Francia: cosa ci insegna il successo della sinistra | l’AnteFatto | Il Cannocchiale blog
24 Marzo 2010Francia: cosa ci insegna il successo della sinistra | l’AnteFatto | Il Cannocchiale blog.
di Gianni Marsilli
Parigi – Sì, vale la pena guardare Oltralpe per trarne qualche utile idea. Una considerazione preliminare: ha vinto il Partito socialista, ma soprattutto ha vinto la sinistra. Non è stata, inoltre, una semplice vittoria in elezioni locali, per quanto importante possa essere il governo di quasi tutte le regioni di Francia. E’ niente di meno che l’embrione di una maggioranza presidenziale e parlamentare, se nei prossimi due anni non si disperderà il patrimonio raccolto in queste due tornate di marzo. Prima constatazione: per una volta il Ps, sotto la guida di Martine Aubry, è riuscito a mettere il silenziatore alle rivalità tra i suoi tristemente celebri “elefanti”. Tanta esibita e nuova unità deve molto, è vero, alla posta in gioco: i vari Fabius, Royal, Strauss–Kahn usano scannarsi per il trono dell’Eliseo, non certo per la presidenza piccarda o provenzale.

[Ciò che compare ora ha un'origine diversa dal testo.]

// 该文件是 Capcheck （瓶盖质检） 项目的一部分。
// src/camera/gstreamer_camera.rs - GStreamer 摄像头
//
// 本文件根据 Apache 许可证第 2.0 版（以下简称“许可证”）授权使用；
// 除非遵守该许可证条款，否则您不得使用本文件。
// 您可通过以下网址获取许可证副本：
// http://www.apache.org/licenses/LICENSE-2.0
// 除非适用法律要求或书面同意，根据本许可协议分发的软件均按“原样”提供，
// 不附带任何形式的明示或暗示的保证或条件。
// 有关许可权限与限制的具体条款，请参阅本许可协议。
//
// Copyright (C) 2026 Johann Li <me@qinka.pro>, Wareless Group

//! # GStreamer 摄像头
//!
//! 支持的 URL：
//!
//! - `gst://libcamera`：树莓派等平台的 `libcamerasrc`
//! - `gst://camera/dev/video0?io-mode=2`：`v4l2src`
//! - `gst://test`：`videotestsrc`，无需硬件
//!
//! 分辨率、像素格式、帧率、缓冲数量与方向变换来自 [`CameraConfig`]，
//! 管道输出统一转换为 RGB。
//!
//! ## 系统依赖
//!
//! ```bash
//! sudo apt-get install libgstreamer1.0-dev libgstreamer-plugins-base1.0-dev
//! ```

use std::collections::HashMap;

use gstreamer::{self as gst, prelude::*};
use gstreamer_app as gst_app;
use gstreamer_video as gst_video;
use thiserror::Error;
use tracing::{info, warn};
use url::Url;

use crate::{
  FromUrl, FromUrlWithScheme, url_path,
  camera::{Camera, CameraError},
  config::CameraConfig,
  frame::{ChannelOrder, FRAME_CHANNELS, Frame},
};

// 单次取帧的最长等待时间
const PULL_TIMEOUT_MS: u64 = 500;

#[derive(Error, Debug)]
pub enum GStreamerCameraError {
  #[error("GStreamer error: {0}")]
  GStreamerError(#[from] gst::glib::Error),
  #[error("GStreamer boolean error: {0}")]
  GStreamerBoolError(#[from] gst::glib::BoolError),
  #[error("State change error: {0}")]
  StateChangeError(#[from] gst::StateChangeError),
  #[error("Failed to get appsink element")]
  AppSinkNotFound,
  #[error("Pipeline error: {0}")]
  PipelineError(String),
  #[error("Failed to get video info from caps")]
  VideoInfoError,
  #[error("Unsupported video format")]
  UnsupportedFormat,
  #[error("Buffer size mismatch: expected {expected} bytes, got {actual} bytes")]
  BufferSizeMismatch { expected: usize, actual: usize },
  #[error("No sample within {0} ms")]
  Timeout(u64),
}

enum SourceKind {
  Libcamera,
  V4l2 { device: String, io_mode: Option<u32> },
  Test,
}

impl SourceKind {
  fn to_pipeline(&self, config: &CameraConfig) -> String {
    let (width, height) = config.resolution;
    let caps = format!(
      "video/x-raw,format={},width={},height={},framerate={}/1",
      config.pixel_format.caps_name(),
      width,
      height,
      config.frame_rate
    );
    match self {
      SourceKind::Libcamera => format!(
        "libcamerasrc exposure-time={} analogue-gain={:.2} ! {}",
        config.exposure_time.as_micros(),
        config.analogue_gain,
        caps
      ),
      SourceKind::V4l2 { device, io_mode } => {
        let io_mode_str = io_mode
          .map(|mode| format!(" io-mode={}", mode))
          .unwrap_or_default();
        format!("v4l2src device=\"{}\"{} ! {}", device, io_mode_str, caps)
      }
      SourceKind::Test => format!("videotestsrc is-live=true ! {}", caps),
    }
  }
}

pub struct GStreamerCamera {
  source: SourceKind,
  pipeline: Option<gst::Pipeline>,
  appsink: Option<gst_app::AppSink>,
  running: bool,
}

impl FromUrlWithScheme for GStreamerCamera {
  const SCHEME: &'static str = "gst";
}

impl FromUrl for GStreamerCamera {
  type Error = CameraError;

  fn from_url(url: &Url) -> Result<Self, Self::Error> {
    if url.scheme() != Self::SCHEME {
      return Err(CameraError::SchemeMismatch(url.scheme().to_string()));
    }

    let query: HashMap<String, String> = url
      .query_pairs()
      .map(|(k, v)| (String::from(k), String::from(v)))
      .collect();

    let source = match url.host_str() {
      Some("libcamera") => SourceKind::Libcamera,
      Some("camera") => SourceKind::V4l2 {
        device: url_path(url),
        io_mode: query.get("io-mode").and_then(|v| v.parse::<u32>().ok()),
      },
      Some("test") => SourceKind::Test,
      other => {
        return Err(CameraError::Unsupported(format!(
          "未知的 GStreamer 摄像头类型: {:?}",
          other
        )));
      }
    };

    Ok(GStreamerCamera {
      source,
      pipeline: None,
      appsink: None,
      running: false,
    })
  }
}

impl GStreamerCamera {
  fn build_pipeline(
    &self,
    config: &CameraConfig,
  ) -> Result<(gst::Pipeline, gst_app::AppSink), GStreamerCameraError> {
    gst::init()?;

    let mut items = vec![self.source.to_pipeline(config)];
    if !config.orientation.is_identity() {
      items.push(format!(
        "videoflip method={}",
        config.orientation.videoflip_method()
      ));
    }
    items.push("videoconvert ! video/x-raw,format=RGB".to_string());
    items.push(format!(
      "appsink max-buffers={} drop=true name=sink",
      config.buffer_count.max(1)
    ));
    let description = items.join(" ! ");

    info!("GStreamer pipeline description: {}", description);

    let pipeline = gst::parse::launch(&description)?
      .downcast::<gst::Pipeline>()
      .map_err(|_| GStreamerCameraError::PipelineError("Failed to create pipeline".to_string()))?;

    let appsink = pipeline
      .by_name("sink")
      .ok_or(GStreamerCameraError::AppSinkNotFound)?
      .downcast::<gst_app::AppSink>()
      .map_err(|_| GStreamerCameraError::AppSinkNotFound)?;

    Ok((pipeline, appsink))
  }

  fn set_state(&self, state: gst::State) -> Result<(), GStreamerCameraError> {
    if let Some(pipeline) = &self.pipeline {
      pipeline.set_state(state)?;
    }
    Ok(())
  }
}

impl Camera for GStreamerCamera {
  fn configure(&mut self, config: &CameraConfig) -> Result<(), CameraError> {
    self.close()?;
    let (pipeline, appsink) = self.build_pipeline(config)?;
    self.pipeline = Some(pipeline);
    self.appsink = Some(appsink);
    Ok(())
  }

  fn start(&mut self) -> Result<(), CameraError> {
    if self.pipeline.is_none() {
      return Err(CameraError::Unsupported("启动前必须先配置".to_string()));
    }
    self.set_state(gst::State::Playing)?;
    self.running = true;
    Ok(())
  }

  fn capture_frame(&mut self) -> Result<Frame, CameraError> {
    let appsink = match (&self.appsink, self.running) {
      (Some(appsink), true) => appsink,
      _ => return Err(CameraError::NotStarted),
    };

    let sample = appsink
      .try_pull_sample(gst::ClockTime::from_mseconds(PULL_TIMEOUT_MS))
      .ok_or(GStreamerCameraError::Timeout(PULL_TIMEOUT_MS))?;
    Ok(convert_sample(sample)?)
  }

  fn stop(&mut self) -> Result<(), CameraError> {
    if self.running {
      self.set_state(gst::State::Paused)?;
      self.running = false;
    }
    Ok(())
  }

  fn close(&mut self) -> Result<(), CameraError> {
    self.running = false;
    self.appsink = None;
    if let Some(pipeline) = self.pipeline.take() {
      pipeline
        .set_state(gst::State::Null)
        .map_err(GStreamerCameraError::from)?;
    }
    Ok(())
  }
}

impl Drop for GStreamerCamera {
  fn drop(&mut self) {
    if let Err(e) = self.close() {
      warn!("Failed to stop GStreamer pipeline: {}", e);
    }
  }
}

fn convert_sample(sample: gst::Sample) -> Result<Frame, GStreamerCameraError> {
  let buffer = sample
    .buffer()
    .ok_or_else(|| GStreamerCameraError::PipelineError("No buffer in sample".to_string()))?;
  let caps = sample
    .caps()
    .ok_or_else(|| GStreamerCameraError::PipelineError("No caps in sample".to_string()))?;

  let video_info =
    gst_video::VideoInfo::from_caps(caps).map_err(|_| GStreamerCameraError::VideoInfoError)?;

  let order = match video_info.format() {
    gst_video::VideoFormat::Rgb => ChannelOrder::Rgb,
    gst_video::VideoFormat::Bgr => ChannelOrder::Bgr,
    _ => return Err(GStreamerCameraError::UnsupportedFormat),
  };

  let width = video_info.width() as usize;
  let height = video_info.height() as usize;
  let stride = video_info.stride()[0] as usize;
  let row_bytes = width * FRAME_CHANNELS;

  let map = buffer.map_readable().map_err(|e| {
    GStreamerCameraError::PipelineError(format!("Failed to map buffer for reading: {}", e))
  })?;
  let data = map.as_slice();

  let expected = stride * (height.max(1) - 1) + row_bytes;
  if data.len() < expected {
    return Err(GStreamerCameraError::BufferSizeMismatch {
      expected,
      actual: data.len(),
    });
  }

  // 去除行对齐填充
  let mut pixels = Vec::with_capacity(row_bytes * height);
  for row in 0..height {
    let start = row * stride;
    pixels.extend_from_slice(&data[start..start + row_bytes]);
  }

  Frame::new(width as u32, height as u32, order, pixels).map_err(|e| {
    GStreamerCameraError::PipelineError(e.to_string())
  })
}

Però il successo è stato tale che il primo al quale verrà l’ùzzolo di giocare in proprio ci penserà non due ma tre volte, prima di passare alla storia come l’affossatore di una squadra che vince. L’elettorato ha visibilmente apprezzato l’inedita armonia dei vertici socialisti, e chi la straccerà dovrà aspettarsi perlomeno un calcio nel sedere. Secondo: analogo esempio, dietro l’impulso di Daniel Cohn Bendit, hanno fornito le diverse anime ambientaliste. Hanno smesso di dividersi tra verdi di governo e verdi barricadieri, tra verdi nostalgici preindustriali e verdi hi-tech. Ne è scaturita la terza formazione politica del Paese, decisiva per qualsiasi futura operazione presidenziale o legislativa. Terzo: niente più comunisti più o meno rifondati, socialisti dissidenti, cani sciolti in sigle e siglette (e sotto la sigla niente), tutti evaporati. Al loro posto un “Front de gauche” per raccogliere i radicalismi e guarirli dalla loro congenita sterilità. E’ stata questa la terza componente della vittoria della sinistra, disciplinata nel far convergere i suoi voti sul candidato socialista al secondo turno, l’unico in misura di farcela.
Per farla breve, questo marzo francese racconta una storia di rinuncia agli egoismi personali e politici. E’ la storia di un compromesso nuovo e virtuoso, per quanto ancora fragile. I francesi hanno preferito questa onesta diversità, animata da spirito unitario, al blocco compatto e monopartitico che solo tre anni fa aveva portato Sarkozy alla presidenza.
Naturalmente ha giocato un ruolo la delusione per quanto fatto finora: niente o quasi, malgrado la prorompente energia del capo dello Stato. Che è però apparsa, mese dopo mese, un esercizio a metà tra onanismo (almeno sul piano politico) e narcisismo, o poco più. E’ dunque bastato un lampo unitario da parte delle opposizioni perché gli elettori vi intravvedano la possibilità di un’alternanza, subito premiata alla grande. Solo tre anni, e non sedici, per minare la saldezza del padre padrone del centrodestra, che pareva già tranquillamente avviato verso un secondo quinquennio: invidiabile rapidità di reazione. Di Sarkozy (che ha 53 anni, non 73) e delle sue chance per il 2012 oramai si dubita apertamente nel suo stesso campo, che fino a ieri pareva un blocco di ghisa.
Certo, se negli ultimi anni i socialisti avessero sgovernato le regioni, o se la loro gestione avesse ispirato malandrini e borseggiatori da assessorato, una vittoria così potevano sognarsela. Hanno governato bene, e in più hanno messo un freno alla loro storica tentazione di egemonia. Insomma non c’è mistero nella vittoria di domenica: meditiamo, italica gente, meditiamo.